Ama yazılanların bir bölümü son iki yılda kamuoyunun en azından bir bölümüne “kesin kanaat” olarak yerleşmeye başlayan şeyler.
-Son bölümünü kast ediyorsun sanırım, çalakalem eklenmiş dedikleri.
Tanıdığım Fethullah Gülen’in iddialarda yer alan ilişkilerin içinde olacağına ihtimal vermem.
-Senin kadar olmasa da kıvrak biridir kendileri
Başbakan’ın da bu tür ilişkilere tevessül edeceğine de ihtimal vermem.
-Başbakan ikiniz kadar yetenekli değil bu konuda tabi
Ama konuşan kişi de, herhangi bir insan değil.

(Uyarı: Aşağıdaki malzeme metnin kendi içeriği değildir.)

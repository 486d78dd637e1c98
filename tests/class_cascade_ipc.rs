use serde_json::json;
use std::io::{BufRead, BufReader, Write};
use std::path::PathBuf;
use std::process::{Child, ChildStdin, ChildStdout, Command, Stdio};
use std::time::{SystemTime, UNIX_EPOCH};

fn temp_dir(prefix: &str) -> PathBuf {
    let p = std::env::temp_dir().join(format!(
        "{}-{}",
        prefix,
        SystemTime::now()
            .duration_since(UNIX_EPOCH)
            .expect("clock")
            .as_nanos()
    ));
    std::fs::create_dir_all(&p).expect("create temp dir");
    p
}

fn spawn_sidecar() -> (Child, ChildStdin, BufReader<ChildStdout>) {
    let exe = env!("CARGO_BIN_EXE_musead");
    let mut child = Command::new(exe)
        .stdin(Stdio::piped())
        .stdout(Stdio::piped())
        .stderr(Stdio::null())
        .spawn()
        .expect("spawn musead");
    let stdin = child.stdin.take().expect("child stdin");
    let stdout = child.stdout.take().expect("child stdout");
    (child, stdin, BufReader::new(stdout))
}

fn request(
    stdin: &mut ChildStdin,
    reader: &mut BufReader<ChildStdout>,
    id: &str,
    method: &str,
    params: serde_json::Value,
) -> serde_json::Value {
    let payload = json!({ "id": id, "method": method, "params": params });
    writeln!(stdin, "{}", payload).expect("write request");
    stdin.flush().expect("flush request");
    let mut line = String::new();
    reader.read_line(&mut line).expect("read response line");
    let value: serde_json::Value = serde_json::from_str(line.trim()).expect("parse response json");
    assert_eq!(value.get("id").and_then(|v| v.as_str()), Some(id));
    value
}

#[test]
fn deleting_a_class_removes_its_lessons_journals_attendance_and_chats() {
    let workspace = temp_dir("musead-class-cascade");
    let (mut child, mut stdin, mut reader) = spawn_sidecar();
    let _ = request(
        &mut stdin,
        &mut reader,
        "1",
        "workspace.select",
        json!({ "path": workspace.to_string_lossy() }),
    );

    // Materialize every affected slot before deleting.
    let _ = request(
        &mut stdin,
        &mut reader,
        "2",
        "lessons.list",
        json!({ "userId": "d1" }),
    );
    let _ = request(
        &mut stdin,
        &mut reader,
        "3",
        "attendance.record",
        json!({ "userId": "t2", "lessonId": "l5", "studentId": "s3", "status": "present" }),
    );
    let _ = request(
        &mut stdin,
        &mut reader,
        "4",
        "journals.add",
        json!({ "userId": "t2", "lessonId": "l5", "content": "무용 기본기 점검" }),
    );
    let _ = request(
        &mut stdin,
        &mut reader,
        "5",
        "chat.send",
        json!({ "userId": "s3", "classId": "c2", "content": "마지막 메시지" }),
    );

    let deleted = request(
        &mut stdin,
        &mut reader,
        "6",
        "classes.delete",
        json!({ "userId": "d1", "classId": "c2" }),
    );
    assert_eq!(deleted["ok"], true);
    // Seeded c2 lessons: l2, l5, and the attached private lesson l10.
    assert_eq!(deleted["result"]["removedLessons"], 3);

    let lessons = request(
        &mut stdin,
        &mut reader,
        "7",
        "lessons.list",
        json!({ "userId": "d1" }),
    );
    assert!(lessons["result"]["lessons"]
        .as_array()
        .unwrap()
        .iter()
        .all(|l| l["classId"] != "c2"));

    // The lesson is gone, so its journals and attendance are unreachable
    // and the chat channel no longer lists the class.
    let journals = request(
        &mut stdin,
        &mut reader,
        "8",
        "journals.list",
        json!({ "userId": "d1", "lessonId": "l5" }),
    );
    assert_eq!(journals["error"]["code"], "not_found");
    let channels = request(
        &mut stdin,
        &mut reader,
        "9",
        "chat.channels",
        json!({ "userId": "d1" }),
    );
    assert!(channels["result"]["channels"]
        .as_array()
        .unwrap()
        .iter()
        .all(|c| c["classId"] != "c2"));

    drop(stdin);
    let _ = child.wait();

    // The cascade scrubbed the slots themselves, not just the views.
    let conn = rusqlite::Connection::open(workspace.join("muse.sqlite3")).expect("open db");
    for key in ["muse_journals", "muse_attendance", "muse_chats"] {
        let value: String = conn
            .query_row("SELECT value FROM slots WHERE key = ?", [key], |r| r.get(0))
            .expect("slot value");
        assert!(
            !value.contains("\"l5\"") && !value.contains("\"c2\""),
            "{} still references deleted class data: {}",
            key,
            value
        );
    }

    let _ = std::fs::remove_dir_all(workspace);
}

-Bu bir oyun olmasın, Fettulahçılar emniyetten temizlendi diye gözümüzü boyamaya çalışıyor olmasınlar?
Bu kitap bugün olmasa da, üç-beş yıl sonra Ergenekon tipi çok büyük bir başka davanın iddianamesi haline dönüşebilir.
-İyi de belge yok içinde.
O nedenle Hoca’nın bu kitabı dikkatle okumasını ve kendi arkasına saklanıp ateş eden birilerinin bulunup bulunmadığını incelemesinde yarar var diye düşünüyorum.
-Newyork'a gitmişken götürseydin yanında bir tane hediye niyetine.
Ergenekon davası, bütün hatalarına rağmen Türk demokrasisinin rayına oturmasına tarihi bir katkıda bulunuyor.
-Evet senin bütün manipülasyon ve ajitasyonlarına rağmen.
Ama kitapta yazılan ilişkilerin bir bölümü bile gerçekse, davanın itibarına ve meşruiyetine de büyük gölge düşürecektir.
-Fena mı? tek başına gölge düşüremedin, yardımcı olur işte bu kitap.